[[ GIVEN RECORDS, beginning ]]
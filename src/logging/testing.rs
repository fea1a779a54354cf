//! Helpers for asserting on the router's stderr diagnostics in tests.
use std::io::{self, Write};
use std::sync::{Arc, Mutex};

#[derive(Clone, Default)]
struct CapturedWriter(Arc<Mutex<Vec<u8>>>);

impl Write for CapturedWriter {
    fn write(&mut self, buf: &[u8]) -> io::Result<usize> {
        self.0.lock().unwrap().extend_from_slice(buf);
        Ok(buf.len())
    }

    fn flush(&mut self) -> io::Result<()> {
        Ok(())
    }
}

/// Runs `f` under a plain fmt subscriber and returns everything it printed.
pub fn capture_diagnostics(f: impl FnOnce()) -> String {
    let writer = CapturedWriter::default();
    let make_writer = writer.clone();
    let subscriber = tracing_subscriber::fmt()
        .with_ansi(false)
        .with_max_level(tracing::Level::TRACE)
        .with_writer(move || make_writer.clone())
        .finish();

    tracing::subscriber::with_default(subscriber, f);

    let bytes = writer.0.lock().unwrap();
    String::from_utf8_lossy(&bytes).into_owned()
}
//! Record formatting and the markup transforms applied at render time.
use super::record::Severity;
use chrono::{DateTime, Local};
use std::borrow::Cow;

/// Width of the timestamp prefix, `%Y-%m-%d %H:%M:%S`.
pub const TIMESTAMP_LEN: usize = 19;

const TIMESTAMP_FORMAT: &str = "%Y-%m-%d %H:%M:%S";

/// Where in the code an event came from.
#[derive(Debug, Clone, Copy)]
pub struct Location<'a> {
    pub module: &'a str,
    pub line: Option<u32>,
}

/// Builds the markup payload stored in a `LogRecord`.
///
/// The layout is `<span class="LEVEL"><pre>TIMESTAMP NAME: MESSAGE [MODULE:LINE]</pre></span>`
/// with everything inside `<pre>` HTML-escaped.
#[derive(Debug, Clone)]
pub struct RecordFormatter {
    with_location: bool,
}

impl Default for RecordFormatter {
    fn default() -> Self {
        Self::new()
    }
}

impl RecordFormatter {
    pub fn new() -> Self {
        Self {
            with_location: true,
        }
    }

    /// A formatter that omits the trailing `[module:line]` part.
    pub fn without_location() -> Self {
        Self {
            with_location: false,
        }
    }

    pub fn format(
        &self,
        timestamp: &DateTime<Local>,
        source_name: &str,
        severity: Severity,
        message: &str,
        location: Option<Location<'_>>,
    ) -> String {
        let mut line = format!(
            "{} {}: {}",
            timestamp.format(TIMESTAMP_FORMAT),
            source_name,
            message
        );

        if self.with_location {
            if let Some(location) = location {
                match location.line {
                    Some(number) => line.push_str(&format!(" [{}:{}]", location.module, number)),
                    None => line.push_str(&format!(" [{}]", location.module)),
                }
            }
        }

        format!(
            "<span class=\"{}\"><pre>{}</pre></span>",
            severity.as_str(),
            html_escape::encode_text(&line)
        )
    }
}

/// Removes the timestamp prefix (and the space after it) from a formatted
/// record. Text without a `<pre>` block is returned unchanged.
pub fn strip_timestamp(rendered: &str) -> Cow<'_, str> {
    let Some((head, body)) = rendered.split_once("<pre>") else {
        return Cow::Borrowed(rendered);
    };

    let rest = match body.char_indices().nth(TIMESTAMP_LEN + 1) {
        Some((idx, _)) => &body[idx..],
        None => "",
    };

    Cow::Owned(format!("{}<pre>{}", head, rest))
}

/// Turns markup into display text: tags dropped, `<br>` as a newline,
/// entities decoded.
pub fn to_plain(markup: &str) -> String {
    let mut out = String::with_capacity(markup.len());
    let mut tag = String::new();
    let mut in_tag = false;

    for c in markup.chars() {
        match (in_tag, c) {
            (false, '<') => {
                in_tag = true;
                tag.clear();
            }
            (false, c) => out.push(c),
            (true, '>') => {
                in_tag = false;
                let name = tag.trim().trim_end_matches('/').to_ascii_lowercase();
                if name == "br" {
                    out.push('\n');
                }
            }
            (true, c) => tag.push(c),
        }
    }

    html_escape::decode_html_entities(&out).into_owned()
}

/// Reads the severity class back out of a formatted record, if present.
pub fn markup_class(markup: &str) -> Option<&str> {
    let start = markup.find("class=\"")? + "class=\"".len();
    let len = markup[start..].find('"')?;
    Some(&markup[start..start + len])
}

#[cfg(test)]
mod tests {
    use super::*;
    use chrono::TimeZone;

    fn at_noon() -> DateTime<Local> {
        Local.with_ymd_and_hms(2024, 3, 1, 12, 0, 5).unwrap()
    }

    #[test]
    fn formats_escaped_record_with_location() {
        let text = RecordFormatter::new().format(
            &at_noon(),
            "design",
            Severity::Warning,
            "width < 0 & height > 2",
            Some(Location {
                module: "qubit",
                line: Some(42),
            }),
        );

        assert_eq!(
            text,
            "<span class=\"WARNING\"><pre>2024-03-01 12:00:05 design: width &lt; 0 &amp; height &gt; 2 [qubit:42]</pre></span>"
        );
    }

    #[test]
    fn strip_drops_timestamp_and_separator() {
        let text = RecordFormatter::without_location().format(
            &at_noon(),
            "gui",
            Severity::Info,
            "ready",
            None,
        );

        assert_eq!(
            strip_timestamp(&text),
            "<span class=\"INFO\"><pre>gui: ready</pre></span>"
        );
    }

    #[test]
    fn strip_leaves_unstamped_text_alone() {
        let text = "<b>Tip:</b> right click the log";
        assert_eq!(strip_timestamp(text), text);
    }

    #[test]
    fn strip_handles_short_body() {
        assert_eq!(strip_timestamp("<pre>short</pre>"), "<pre>");
    }

    #[test]
    fn plain_text_decodes_entities_and_breaks() {
        assert_eq!(
            to_plain("<span class=\"INFO\"><pre>a &lt;b&gt;</pre></span><br/>c"),
            "a <b>\nc"
        );
    }

    #[test]
    fn reads_markup_class() {
        assert_eq!(
            markup_class("<span class=\"ERROR\"><pre>x</pre></span>"),
            Some("ERROR")
        );
        assert_eq!(markup_class("plain"), None);
    }
}
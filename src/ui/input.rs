//! The command line at the bottom of the console.
//!
//! Cursor positions are character indices, so editing is Unicode-safe.
#[derive(Debug, Default)]
pub struct InputLine {
    buffer: String,
    cursor: usize,
    history: Vec<String>,
    history_index: Option<usize>,
}

impl InputLine {
    pub fn new() -> Self {
        Self::default()
    }

    pub fn text(&self) -> &str {
        &self.buffer
    }

    pub fn cursor(&self) -> usize {
        self.cursor
    }

    pub fn insert(&mut self, c: char) {
        let byte_pos = self.byte_index(self.cursor);
        self.buffer.insert(byte_pos, c);
        self.cursor += 1;
        self.history_index = None;
    }

    pub fn backspace(&mut self) -> bool {
        if self.cursor == 0 {
            return false;
        }
        let byte_pos = self.byte_index(self.cursor - 1);
        self.buffer.remove(byte_pos);
        self.cursor -= 1;
        self.history_index = None;
        true
    }

    pub fn delete(&mut self) -> bool {
        if self.cursor >= self.buffer.chars().count() {
            return false;
        }
        let byte_pos = self.byte_index(self.cursor);
        self.buffer.remove(byte_pos);
        true
    }

    pub fn left(&mut self) {
        self.cursor = self.cursor.saturating_sub(1);
    }

    pub fn right(&mut self) {
        if self.cursor < self.buffer.chars().count() {
            self.cursor += 1;
        }
    }

    pub fn home(&mut self) {
        self.cursor = 0;
    }

    pub fn end(&mut self) {
        self.cursor = self.buffer.chars().count();
    }

    /// Takes the current line, remembering it in the history. Blank lines
    /// return `None`.
    pub fn submit(&mut self) -> Option<String> {
        let line = std::mem::take(&mut self.buffer);
        self.cursor = 0;
        self.history_index = None;
        if line.trim().is_empty() {
            return None;
        }
        self.history.push(line.clone());
        Some(line)
    }

    /// Steps through earlier (`up`) or later submissions.
    pub fn navigate_history(&mut self, up: bool) {
        if self.history.is_empty() {
            return;
        }

        let new_index = if up {
            match self.history_index {
                None => Some(self.history.len() - 1),
                Some(0) => Some(0),
                Some(i) => Some(i - 1),
            }
        } else {
            match self.history_index {
                None => None,
                Some(i) if i + 1 >= self.history.len() => None,
                Some(i) => Some(i + 1),
            }
        };

        self.history_index = new_index;
        match new_index {
            Some(index) => {
                self.buffer = self.history[index].clone();
                self.end();
            }
            None => {
                self.buffer.clear();
                self.home();
            }
        }
    }

    fn byte_index(&self, char_pos: usize) -> usize {
        self.buffer
            .char_indices()
            .nth(char_pos)
            .map(|(idx, _)| idx)
            .unwrap_or(self.buffer.len())
    }
}
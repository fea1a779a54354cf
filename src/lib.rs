//! A bounded, in-memory log router with per-source visibility and severity
//! filtering, plus a terminal viewer built on it.
pub mod app;
pub mod config;
pub mod logging;
pub mod ui;

pub use config::RouterConfig;
pub use logging::{LogRecord, LogRouter, RouterHandle, Severity};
[[ GIVEN RECORDS, end ]]
● EXERCISE: All lines in the preceding records that hold the word "derive" need to be copied.

● RESULT:
#[derive(Clone, Default)]
#[derive(Debug, Clone, Copy)]
#[derive(Debug, Clone)]
#[derive(Debug, Default)]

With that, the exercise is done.